◆ BRIEF: Each record, exactly as written, should be printed again.
+++ RECORDS FOR THE EXERCISE
use async_trait::async_trait;
use chrono::{DateTime, Utc};
use sqlx::{FromRow, PgPool};
use uuid::Uuid;

use crate::core::error::{AppError, Result};
use crate::features::files::models::{CreateFileRecord, FileKind, FileRecord};

/// Result of marking a record as referenced
#[derive(Debug, Clone, Copy, PartialEq, Eq)]
pub enum MarkUsed {
    /// The record is now (or already was) used
    Marked,
    NotFound,
}

/// Result of the garbage collector's conditional delete
#[derive(Debug, Clone, PartialEq, Eq)]
pub enum DeleteIfUnused {
    /// The row was removed; carries the removed record so its blob can follow
    Deleted(FileRecord),
    /// The row exists and is protected by a reference
    StillUsed,
    NotFound,
}

/// Result of the deletion consumer's unconditional delete
#[derive(Debug, Clone, Copy, PartialEq, Eq)]
pub enum DeleteUnconditionally {
    Deleted,
    NotFound,
}

/// Persistence port for file records.
///
/// Every state-changing method is a single atomic statement against the
/// backing store; callers never combine a read with a later write to decide
/// whether a record may be removed.
#[async_trait]
pub trait FileRepository: Send + Sync {
    async fn create(&self, data: &CreateFileRecord) -> Result<FileRecord>;

    async fn get(&self, id: Uuid) -> Result<Option<FileRecord>>;

    /// Idempotent: marking an already-used record reports `Marked`
    async fn mark_used(&self, id: Uuid) -> Result<MarkUsed>;

    /// Delete the record only if `used` is still false at commit time
    async fn delete_if_unused(&self, id: Uuid) -> Result<DeleteIfUnused>;

    async fn delete_unconditionally(&self, id: Uuid) -> Result<DeleteUnconditionally>;
}

/// One-row answer of the conditional delete statement
#[derive(Debug, FromRow)]
struct ConditionalDeleteRow {
    found: bool,
    id: Option<Uuid>,
    kind: Option<FileKind>,
    storage_key: Option<String>,
    url: Option<String>,
    used: Option<bool>,
    created_at: Option<DateTime<Utc>>,
}

impl ConditionalDeleteRow {
    fn into_outcome(self) -> DeleteIfUnused {
        match (
            self.id,
            self.kind,
            self.storage_key,
            self.url,
            self.used,
            self.created_at,
        ) {
            (Some(id), Some(kind), Some(storage_key), Some(url), Some(used), Some(created_at)) => {
                DeleteIfUnused::Deleted(FileRecord {
                    id,
                    kind,
                    storage_key,
                    url,
                    used,
                    created_at,
                })
            }
            _ if self.found => DeleteIfUnused::StillUsed,
            _ => DeleteIfUnused::NotFound,
        }
    }
}

/// Classify a row the conditional delete kept, from a fresh read of it
fn classify_survivor(current: Option<bool>) -> DeleteIfUnused {
    match current {
        Some(_) => DeleteIfUnused::StillUsed,
        None => DeleteIfUnused::NotFound,
    }
}

/// PostgreSQL implementation of [`FileRepository`]
pub struct PgFileRepository {
    pool: PgPool,
}

impl PgFileRepository {
    pub fn new(pool: PgPool) -> Self {
        Self { pool }
    }
}

#[async_trait]
impl FileRepository for PgFileRepository {
    async fn create(&self, data: &CreateFileRecord) -> Result<FileRecord> {
        let record = sqlx::query_as::<_, FileRecord>(
            r#"
            INSERT INTO files (id, kind, storage_key, url)
            VALUES ($1, $2, $3, $4)
            RETURNING id, kind, storage_key, url, used, created_at
            "#,
        )
        .bind(data.id)
        .bind(data.kind)
        .bind(&data.storage_key)
        .bind(&data.url)
        .fetch_one(&self.pool)
        .await
        .map_err(|e| {
            tracing::error!("Failed to create file record {}: {:?}", data.id, e);
            AppError::Database(e)
        })?;

        tracing::debug!(
            "File record created: id={}, kind={}, key={}",
            record.id,
            record.kind,
            record.storage_key
        );
        Ok(record)
    }

    async fn get(&self, id: Uuid) -> Result<Option<FileRecord>> {
        sqlx::query_as::<_, FileRecord>(
            r#"
            SELECT id, kind, storage_key, url, used, created_at
            FROM files
            WHERE id = $1
            "#,
        )
        .bind(id)
        .fetch_optional(&self.pool)
        .await
        .map_err(|e| {
            tracing::error!("Failed to get file record {}: {:?}", id, e);
            AppError::Database(e)
        })
    }

    async fn mark_used(&self, id: Uuid) -> Result<MarkUsed> {
        // Sets the flag unconditionally so a repeat still matches the row
        let result = sqlx::query(
            r#"
            UPDATE files
            SET used = TRUE
            WHERE id = $1
            "#,
        )
        .bind(id)
        .execute(&self.pool)
        .await
        .map_err(|e| {
            tracing::error!("Failed to mark file {} as used: {:?}", id, e);
            AppError::Database(e)
        })?;

        if result.rows_affected() == 0 {
            Ok(MarkUsed::NotFound)
        } else {
            Ok(MarkUsed::Marked)
        }
    }

    async fn delete_if_unused(&self, id: Uuid) -> Result<DeleteIfUnused> {
        // The DELETE re-evaluates `used = FALSE` against the row version it
        // locks, so a concurrent mark_used that commits first always wins.
        // `target` reads the statement snapshot, which still shows a row that
        // a concurrent unconditional delete removed before our DELETE ran.
        let row = sqlx::query_as::<_, ConditionalDeleteRow>(
            r#"
            WITH target AS (
                SELECT id FROM files WHERE id = $1
            ),
            removed AS (
                DELETE FROM files
                WHERE id = $1 AND used = FALSE
                RETURNING id, kind, storage_key, url, used, created_at
            )
            SELECT
                EXISTS (SELECT 1 FROM target) AS found,
                removed.id,
                removed.kind,
                removed.storage_key,
                removed.url,
                removed.used,
                removed.created_at
            FROM (SELECT 1) AS single
            LEFT JOIN removed ON TRUE
            "#,
        )
        .bind(id)
        .fetch_one(&self.pool)
        .await
        .map_err(|e| {
            tracing::error!("Failed to conditionally delete file {}: {:?}", id, e);
            AppError::Database(e)
        })?;

        match row.into_outcome() {
            DeleteIfUnused::StillUsed => {
                let current = sqlx::query_scalar::<_, bool>(
                    r#"
                    SELECT used FROM files WHERE id = $1
                    "#,
                )
                .bind(id)
                .fetch_optional(&self.pool)
                .await
                .map_err(|e| {
                    tracing::error!("Failed to re-read kept file {}: {:?}", id, e);
                    AppError::Database(e)
                })?;

                Ok(classify_survivor(current))
            }
            outcome => Ok(outcome),
        }
    }

    async fn delete_unconditionally(&self, id: Uuid) -> Result<DeleteUnconditionally> {
        let result = sqlx::query(
            r#"
            DELETE FROM files
            WHERE id = $1
            "#,
        )
        .bind(id)
        .execute(&self.pool)
        .await
        .map_err(|e| {
            tracing::error!("Failed to delete file record {}: {:?}", id, e);
            AppError::Database(e)
        })?;

        if result.rows_affected() == 0 {
            Ok(DeleteUnconditionally::NotFound)
        } else {
            Ok(DeleteUnconditionally::Deleted)
        }
    }
}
++++++
◆ RESULT OF THIS EXERCISE:
use async_trait::async_trait;
use chrono::{DateTime, Utc};
use sqlx::{FromRow, PgPool};
use uuid::Uuid;

use crate::core::error::{AppError, Result};
use crate::features::files::models::{CreateFileRecord, FileKind, FileRecord};

/// Result of marking a record as referenced
#[derive(Debug, Clone, Copy, PartialEq, Eq)]
pub enum MarkUsed {
    /// The record is now (or already was) used
    Marked,
    NotFound,
}

/// Result of the garbage collector's conditional delete
#[derive(Debug, Clone, PartialEq, Eq)]
pub enum DeleteIfUnused {
    /// The row was removed; carries the removed record so its blob can follow
    Deleted(FileRecord),
    /// The row exists and is protected by a reference
    StillUsed,
    NotFound,
}

/// Result of the deletion consumer's unconditional delete
#[derive(Debug, Clone, Copy, PartialEq, Eq)]
pub enum DeleteUnconditionally {
    Deleted,
    NotFound,
}

/// Persistence port for file records.
///
/// Every state-changing method is a single atomic statement against the
/// backing store; callers never combine a read with a later write to decide
/// whether a record may be removed.
#[async_trait]
pub trait FileRepository: Send + Sync {
    async fn create(&self, data: &CreateFileRecord) -> Result<FileRecord>;

    async fn get(&self, id: Uuid) -> Result<Option<FileRecord>>;

    /// Idempotent: marking an already-used record reports `Marked`
    async fn mark_used(&self, id: Uuid) -> Result<MarkUsed>;

    /// Delete the record only if `used` is still false at commit time
    async fn delete_if_unused(&self, id: Uuid) -> Result<DeleteIfUnused>;

    async fn delete_unconditionally(&self, id: Uuid) -> Result<DeleteUnconditionally>;
}

/// One-row answer of the conditional delete statement
#[derive(Debug, FromRow)]
struct ConditionalDeleteRow {
    found: bool,
    id: Option<Uuid>,
    kind: Option<FileKind>,
    storage_key: Option<String>,
    url: Option<String>,
    used: Option<bool>,
    created_at: Option<DateTime<Utc>>,
}

impl ConditionalDeleteRow {
    fn into_outcome(self) -> DeleteIfUnused {
        match (
            self.id,
            self.kind,
            self.storage_key,
            self.url,
            self.used,
            self.created_at,
        ) {
            (Some(id), Some(kind), Some(storage_key), Some(url), Some(used), Some(created_at)) => {
                DeleteIfUnused::Deleted(FileRecord {
                    id,
                    kind,
                    storage_key,
                    url,
                    used,
                    created_at,
                })
            }
            _ if self.found => DeleteIfUnused::StillUsed,
            _ => DeleteIfUnused::NotFound,
        }
    }
}

/// Classify a row the conditional delete kept, from a fresh read of it
fn classify_survivor(current: Option<bool>) -> DeleteIfUnused {
    match current {
        Some(_) => DeleteIfUnused::StillUsed,
        None => DeleteIfUnused::NotFound,
    }
}

/// PostgreSQL implementation of [`FileRepository`]
pub struct PgFileRepository {
    pool: PgPool,
}

impl PgFileRepository {
    pub fn new(pool: PgPool) -> Self {
        Self { pool }
    }
}

#[async_trait]
impl FileRepository for PgFileRepository {
    async fn create(&self, data: &CreateFileRecord) -> Result<FileRecord> {
        let record = sqlx::query_as::<_, FileRecord>(
            r#"
            INSERT INTO files (id, kind, storage_key, url)
            VALUES ($1, $2, $3, $4)
            RETURNING id, kind, storage_key, url, used, created_at
            "#,
        )
        .bind(data.id)
        .bind(data.kind)
        .bind(&data.storage_key)
        .bind(&data.url)
        .fetch_one(&self.pool)
        .await
        .map_err(|e| {
            tracing::error!("Failed to create file record {}: {:?}", data.id, e);
            AppError::Database(e)
        })?;

        tracing::debug!(
            "File record created: id={}, kind={}, key={}",
            record.id,
            record.kind,
            record.storage_key
        );
        Ok(record)
    }

    async fn get(&self, id: Uuid) -> Result<Option<FileRecord>> {
        sqlx::query_as::<_, FileRecord>(
            r#"
            SELECT id, kind, storage_key, url, used, created_at
            FROM files
            WHERE id = $1
            "#,
        )
        .bind(id)
        .fetch_optional(&self.pool)
        .await
        .map_err(|e| {
            tracing::error!("Failed to get file record {}: {:?}", id, e);
            AppError::Database(e)
        })
    }

    async fn mark_used(&self, id: Uuid) -> Result<MarkUsed> {
        // Sets the flag unconditionally so a repeat still matches the row
        let result = sqlx::query(
            r#"
            UPDATE files
            SET used = TRUE
            WHERE id = $1
            "#,
        )
        .bind(id)
        .execute(&self.pool)
        .await
        .map_err(|e| {
            tracing::error!("Failed to mark file {} as used: {:?}", id, e);
            AppError::Database(e)
        })?;

        if result.rows_affected() == 0 {
            Ok(MarkUsed::NotFound)
        } else {
            Ok(MarkUsed::Marked)
        }
    }

    async fn delete_if_unused(&self, id: Uuid) -> Result<DeleteIfUnused> {
        // The DELETE re-evaluates `used = FALSE` against the row version it
        // locks, so a concurrent mark_used that commits first always wins.
        // `target` reads the statement snapshot, which still shows a row that
        // a concurrent unconditional delete removed before our DELETE ran.
        let row = sqlx::query_as::<_, ConditionalDeleteRow>(
            r#"
            WITH target AS (
                SELECT id FROM files WHERE id = $1
            ),
            removed AS (
                DELETE FROM files
                WHERE id = $1 AND used = FALSE
                RETURNING id, kind, storage_key, url, used, created_at
            )
            SELECT
                EXISTS (SELECT 1 FROM target) AS found,
                removed.id,
                removed.kind,
                removed.storage_key,
                removed.url,
                removed.used,
                removed.created_at
            FROM (SELECT 1) AS single
            LEFT JOIN removed ON TRUE
            "#,
        )
        .bind(id)
        .fetch_one(&self.pool)
        .await
        .map_err(|e| {
            tracing::error!("Failed to conditionally delete file {}: {:?}", id, e);
            AppError::Database(e)
        })?;

        match row.into_outcome() {
            DeleteIfUnused::StillUsed => {
                let current = sqlx::query_scalar::<_, bool>(
                    r#"
                    SELECT used FROM files WHERE id = $1
                    "#,
                )
                .bind(id)
                .fetch_optional(&self.pool)
                .await
                .map_err(|e| {
                    tracing::error!("Failed to re-read kept file {}: {:?}", id, e);
                    AppError::Database(e)
                })?;

                Ok(classify_survivor(current))
            }
            outcome => Ok(outcome),
        }
    }

    async fn delete_unconditionally(&self, id: Uuid) -> Result<DeleteUnconditionally> {
        let result = sqlx::query(
            r#"
            DELETE FROM files
            WHERE id = $1
            "#,
        )
        .bind(id)
        .execute(&self.pool)
        .await
        .map_err(|e| {
            tracing::error!("Failed to delete file record {}: {:?}", id, e);
            AppError::Database(e)
        })?;

        if result.rows_affected() == 0 {
            Ok(DeleteUnconditionally::NotFound)
        } else {
            Ok(DeleteUnconditionally::Deleted)
        }
    }
}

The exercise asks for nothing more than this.